*Task requirements*: Each line of the entries that mentions the string "MongoDaoError" needs to be reported.

Start of Input records

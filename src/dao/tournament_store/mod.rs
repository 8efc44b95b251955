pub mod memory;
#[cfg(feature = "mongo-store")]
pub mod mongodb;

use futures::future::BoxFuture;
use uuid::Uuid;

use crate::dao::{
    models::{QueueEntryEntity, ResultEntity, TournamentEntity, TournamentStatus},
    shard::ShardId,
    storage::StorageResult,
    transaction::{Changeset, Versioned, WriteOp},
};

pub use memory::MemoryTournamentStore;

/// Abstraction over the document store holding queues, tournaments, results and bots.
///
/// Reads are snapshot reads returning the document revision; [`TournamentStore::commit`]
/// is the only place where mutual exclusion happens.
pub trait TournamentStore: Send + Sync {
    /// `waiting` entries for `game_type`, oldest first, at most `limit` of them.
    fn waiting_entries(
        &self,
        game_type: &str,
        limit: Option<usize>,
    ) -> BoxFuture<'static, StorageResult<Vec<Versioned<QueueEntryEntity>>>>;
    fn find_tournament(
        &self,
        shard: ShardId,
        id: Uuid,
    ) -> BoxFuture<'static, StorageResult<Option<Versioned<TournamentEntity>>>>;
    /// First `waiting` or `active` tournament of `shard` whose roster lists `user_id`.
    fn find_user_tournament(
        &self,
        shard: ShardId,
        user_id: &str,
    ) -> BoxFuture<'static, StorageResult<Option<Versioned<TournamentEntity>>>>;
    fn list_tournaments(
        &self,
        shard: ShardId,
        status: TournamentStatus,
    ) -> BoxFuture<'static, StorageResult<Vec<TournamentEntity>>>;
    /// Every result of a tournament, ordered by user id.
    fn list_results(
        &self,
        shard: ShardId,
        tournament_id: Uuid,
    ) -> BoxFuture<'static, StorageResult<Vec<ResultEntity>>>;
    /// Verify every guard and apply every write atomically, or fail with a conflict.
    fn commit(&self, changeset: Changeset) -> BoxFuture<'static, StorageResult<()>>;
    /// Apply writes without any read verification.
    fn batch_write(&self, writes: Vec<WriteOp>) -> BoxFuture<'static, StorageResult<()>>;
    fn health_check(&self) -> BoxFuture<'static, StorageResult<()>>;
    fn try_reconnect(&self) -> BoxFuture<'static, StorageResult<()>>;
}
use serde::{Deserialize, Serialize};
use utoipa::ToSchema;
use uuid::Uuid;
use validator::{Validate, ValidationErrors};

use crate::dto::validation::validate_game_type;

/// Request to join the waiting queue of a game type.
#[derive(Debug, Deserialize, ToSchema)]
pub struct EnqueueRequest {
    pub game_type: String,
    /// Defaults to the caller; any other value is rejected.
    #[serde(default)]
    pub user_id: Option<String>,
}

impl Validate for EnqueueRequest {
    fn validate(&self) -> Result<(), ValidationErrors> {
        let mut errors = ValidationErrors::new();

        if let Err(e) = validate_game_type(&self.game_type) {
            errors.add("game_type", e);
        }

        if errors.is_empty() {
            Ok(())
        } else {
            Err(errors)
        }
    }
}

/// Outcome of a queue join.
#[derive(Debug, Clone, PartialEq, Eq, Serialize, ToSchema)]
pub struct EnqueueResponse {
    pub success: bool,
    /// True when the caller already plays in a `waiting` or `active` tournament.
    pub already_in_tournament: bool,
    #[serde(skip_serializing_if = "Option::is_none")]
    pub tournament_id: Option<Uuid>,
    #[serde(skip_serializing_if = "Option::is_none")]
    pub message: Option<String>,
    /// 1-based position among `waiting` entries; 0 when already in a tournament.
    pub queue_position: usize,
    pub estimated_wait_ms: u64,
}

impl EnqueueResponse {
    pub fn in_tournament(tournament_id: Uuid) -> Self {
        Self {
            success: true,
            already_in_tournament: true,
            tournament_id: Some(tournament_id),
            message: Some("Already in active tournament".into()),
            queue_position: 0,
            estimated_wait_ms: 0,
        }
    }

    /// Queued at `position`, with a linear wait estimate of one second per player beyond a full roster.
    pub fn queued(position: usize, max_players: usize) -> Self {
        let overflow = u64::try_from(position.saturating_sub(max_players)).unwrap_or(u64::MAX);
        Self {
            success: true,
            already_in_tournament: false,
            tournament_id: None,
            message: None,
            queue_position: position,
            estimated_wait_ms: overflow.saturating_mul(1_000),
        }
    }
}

End of Input records
Start of Input records

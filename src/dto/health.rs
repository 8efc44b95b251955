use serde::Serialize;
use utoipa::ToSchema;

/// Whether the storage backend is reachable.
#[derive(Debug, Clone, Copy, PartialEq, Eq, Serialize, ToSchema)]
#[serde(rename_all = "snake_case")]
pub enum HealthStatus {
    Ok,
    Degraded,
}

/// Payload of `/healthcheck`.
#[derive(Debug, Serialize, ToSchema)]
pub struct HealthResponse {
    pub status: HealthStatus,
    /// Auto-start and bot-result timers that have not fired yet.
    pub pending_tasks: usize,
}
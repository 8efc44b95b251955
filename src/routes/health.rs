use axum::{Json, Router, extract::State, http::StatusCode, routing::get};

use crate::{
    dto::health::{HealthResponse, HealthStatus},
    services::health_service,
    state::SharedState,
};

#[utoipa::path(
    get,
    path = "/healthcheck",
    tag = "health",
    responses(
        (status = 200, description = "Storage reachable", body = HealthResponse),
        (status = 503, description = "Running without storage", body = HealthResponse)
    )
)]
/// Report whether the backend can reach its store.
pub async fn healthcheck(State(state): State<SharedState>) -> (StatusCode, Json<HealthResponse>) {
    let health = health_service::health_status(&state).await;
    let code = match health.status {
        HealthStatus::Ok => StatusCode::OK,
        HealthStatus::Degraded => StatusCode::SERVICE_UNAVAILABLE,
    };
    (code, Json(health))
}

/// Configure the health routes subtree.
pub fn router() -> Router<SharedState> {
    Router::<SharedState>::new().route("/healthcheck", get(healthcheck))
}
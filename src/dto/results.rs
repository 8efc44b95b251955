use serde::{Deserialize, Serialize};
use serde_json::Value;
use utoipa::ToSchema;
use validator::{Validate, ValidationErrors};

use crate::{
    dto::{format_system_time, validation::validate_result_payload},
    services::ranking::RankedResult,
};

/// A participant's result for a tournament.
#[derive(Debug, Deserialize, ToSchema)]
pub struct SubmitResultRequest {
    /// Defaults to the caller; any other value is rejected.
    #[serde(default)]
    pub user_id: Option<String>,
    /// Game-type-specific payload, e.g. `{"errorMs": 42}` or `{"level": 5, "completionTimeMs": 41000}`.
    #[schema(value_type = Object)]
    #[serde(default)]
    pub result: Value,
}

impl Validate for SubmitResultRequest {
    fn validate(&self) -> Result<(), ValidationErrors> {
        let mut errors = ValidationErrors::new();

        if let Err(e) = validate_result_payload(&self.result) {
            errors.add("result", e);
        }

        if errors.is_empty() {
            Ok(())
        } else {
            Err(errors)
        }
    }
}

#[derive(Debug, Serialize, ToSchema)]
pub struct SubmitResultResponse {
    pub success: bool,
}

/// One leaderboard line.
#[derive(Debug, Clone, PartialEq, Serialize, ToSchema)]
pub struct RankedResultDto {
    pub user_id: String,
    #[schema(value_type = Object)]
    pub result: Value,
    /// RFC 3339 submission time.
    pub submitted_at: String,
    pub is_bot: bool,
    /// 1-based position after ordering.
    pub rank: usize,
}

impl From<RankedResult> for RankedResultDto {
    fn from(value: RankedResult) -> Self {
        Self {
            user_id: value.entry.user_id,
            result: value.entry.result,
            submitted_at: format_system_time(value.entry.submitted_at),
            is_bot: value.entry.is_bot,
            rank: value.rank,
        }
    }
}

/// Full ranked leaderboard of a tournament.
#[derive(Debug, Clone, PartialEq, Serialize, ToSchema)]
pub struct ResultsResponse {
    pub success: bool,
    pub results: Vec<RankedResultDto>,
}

End of Input records
Start of Input records

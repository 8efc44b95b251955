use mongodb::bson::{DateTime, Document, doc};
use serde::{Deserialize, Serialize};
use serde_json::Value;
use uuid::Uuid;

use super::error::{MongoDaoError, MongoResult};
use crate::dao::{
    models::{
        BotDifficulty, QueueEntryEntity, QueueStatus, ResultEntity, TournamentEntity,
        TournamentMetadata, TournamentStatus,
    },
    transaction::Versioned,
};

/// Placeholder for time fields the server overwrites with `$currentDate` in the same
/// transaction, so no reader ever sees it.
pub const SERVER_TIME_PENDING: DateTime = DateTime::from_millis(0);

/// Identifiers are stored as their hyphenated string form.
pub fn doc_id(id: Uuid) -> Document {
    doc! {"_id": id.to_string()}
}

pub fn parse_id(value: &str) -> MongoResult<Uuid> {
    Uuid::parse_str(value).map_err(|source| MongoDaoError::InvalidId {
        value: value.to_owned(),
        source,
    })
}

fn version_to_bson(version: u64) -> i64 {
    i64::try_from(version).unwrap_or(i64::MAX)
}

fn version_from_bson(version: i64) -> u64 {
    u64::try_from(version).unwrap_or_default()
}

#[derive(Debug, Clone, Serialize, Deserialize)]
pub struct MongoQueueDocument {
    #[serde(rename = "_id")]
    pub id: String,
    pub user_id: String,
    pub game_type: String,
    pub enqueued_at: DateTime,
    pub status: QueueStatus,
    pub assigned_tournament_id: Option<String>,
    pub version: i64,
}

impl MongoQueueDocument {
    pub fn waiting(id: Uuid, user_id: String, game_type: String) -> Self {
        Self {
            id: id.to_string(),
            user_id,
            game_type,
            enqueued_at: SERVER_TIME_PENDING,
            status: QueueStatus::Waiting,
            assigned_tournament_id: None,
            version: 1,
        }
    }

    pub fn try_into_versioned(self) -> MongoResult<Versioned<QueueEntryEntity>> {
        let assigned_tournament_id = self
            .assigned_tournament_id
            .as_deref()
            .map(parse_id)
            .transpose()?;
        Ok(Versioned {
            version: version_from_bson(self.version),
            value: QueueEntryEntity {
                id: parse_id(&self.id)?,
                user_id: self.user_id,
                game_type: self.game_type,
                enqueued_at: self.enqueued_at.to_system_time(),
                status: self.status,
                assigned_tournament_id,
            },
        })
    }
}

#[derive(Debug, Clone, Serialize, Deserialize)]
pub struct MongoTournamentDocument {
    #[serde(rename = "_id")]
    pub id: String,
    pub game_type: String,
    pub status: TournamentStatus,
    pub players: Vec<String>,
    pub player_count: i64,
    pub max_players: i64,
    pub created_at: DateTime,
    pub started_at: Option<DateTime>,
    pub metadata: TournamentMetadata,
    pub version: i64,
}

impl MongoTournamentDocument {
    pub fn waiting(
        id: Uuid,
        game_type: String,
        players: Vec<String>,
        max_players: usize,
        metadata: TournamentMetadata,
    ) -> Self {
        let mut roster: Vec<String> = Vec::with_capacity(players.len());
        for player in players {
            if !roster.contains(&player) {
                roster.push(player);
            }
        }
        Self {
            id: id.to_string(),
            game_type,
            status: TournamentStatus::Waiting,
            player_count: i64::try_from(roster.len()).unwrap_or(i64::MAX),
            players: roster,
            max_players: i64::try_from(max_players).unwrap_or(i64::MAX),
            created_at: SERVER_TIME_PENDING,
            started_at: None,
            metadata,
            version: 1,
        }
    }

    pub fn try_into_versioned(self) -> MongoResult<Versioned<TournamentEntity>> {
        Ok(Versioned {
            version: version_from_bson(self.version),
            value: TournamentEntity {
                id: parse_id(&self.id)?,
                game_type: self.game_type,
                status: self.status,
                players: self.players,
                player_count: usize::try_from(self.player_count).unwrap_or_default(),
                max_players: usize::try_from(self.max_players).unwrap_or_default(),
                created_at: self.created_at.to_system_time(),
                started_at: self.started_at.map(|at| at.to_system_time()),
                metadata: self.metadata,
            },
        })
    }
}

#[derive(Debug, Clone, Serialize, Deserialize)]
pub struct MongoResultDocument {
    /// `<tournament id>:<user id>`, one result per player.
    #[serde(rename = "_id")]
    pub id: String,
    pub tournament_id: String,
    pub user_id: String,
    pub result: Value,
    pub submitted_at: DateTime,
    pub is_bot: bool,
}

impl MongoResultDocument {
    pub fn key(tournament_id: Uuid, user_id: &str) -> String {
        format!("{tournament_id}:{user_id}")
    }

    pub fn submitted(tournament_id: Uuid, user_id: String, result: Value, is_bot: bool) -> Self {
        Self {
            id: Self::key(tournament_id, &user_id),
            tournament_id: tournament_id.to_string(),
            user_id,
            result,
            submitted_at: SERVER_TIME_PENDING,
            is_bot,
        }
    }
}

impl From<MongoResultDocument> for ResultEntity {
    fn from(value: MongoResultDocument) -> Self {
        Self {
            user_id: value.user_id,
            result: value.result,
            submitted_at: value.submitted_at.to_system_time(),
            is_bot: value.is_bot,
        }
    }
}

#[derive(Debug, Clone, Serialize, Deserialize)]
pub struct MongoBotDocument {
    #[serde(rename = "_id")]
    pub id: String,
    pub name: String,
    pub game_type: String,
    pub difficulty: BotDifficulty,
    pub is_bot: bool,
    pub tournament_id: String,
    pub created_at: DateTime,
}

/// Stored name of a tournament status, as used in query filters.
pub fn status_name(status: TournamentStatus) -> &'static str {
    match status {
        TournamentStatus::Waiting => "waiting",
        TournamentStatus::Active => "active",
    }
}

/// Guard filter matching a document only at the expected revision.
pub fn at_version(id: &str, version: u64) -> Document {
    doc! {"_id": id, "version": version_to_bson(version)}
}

End of Input records

*Reply to the task*:
use super::error::{MongoDaoError, MongoResult};
    Uuid::parse_str(value).map_err(|source| MongoDaoError::InvalidId {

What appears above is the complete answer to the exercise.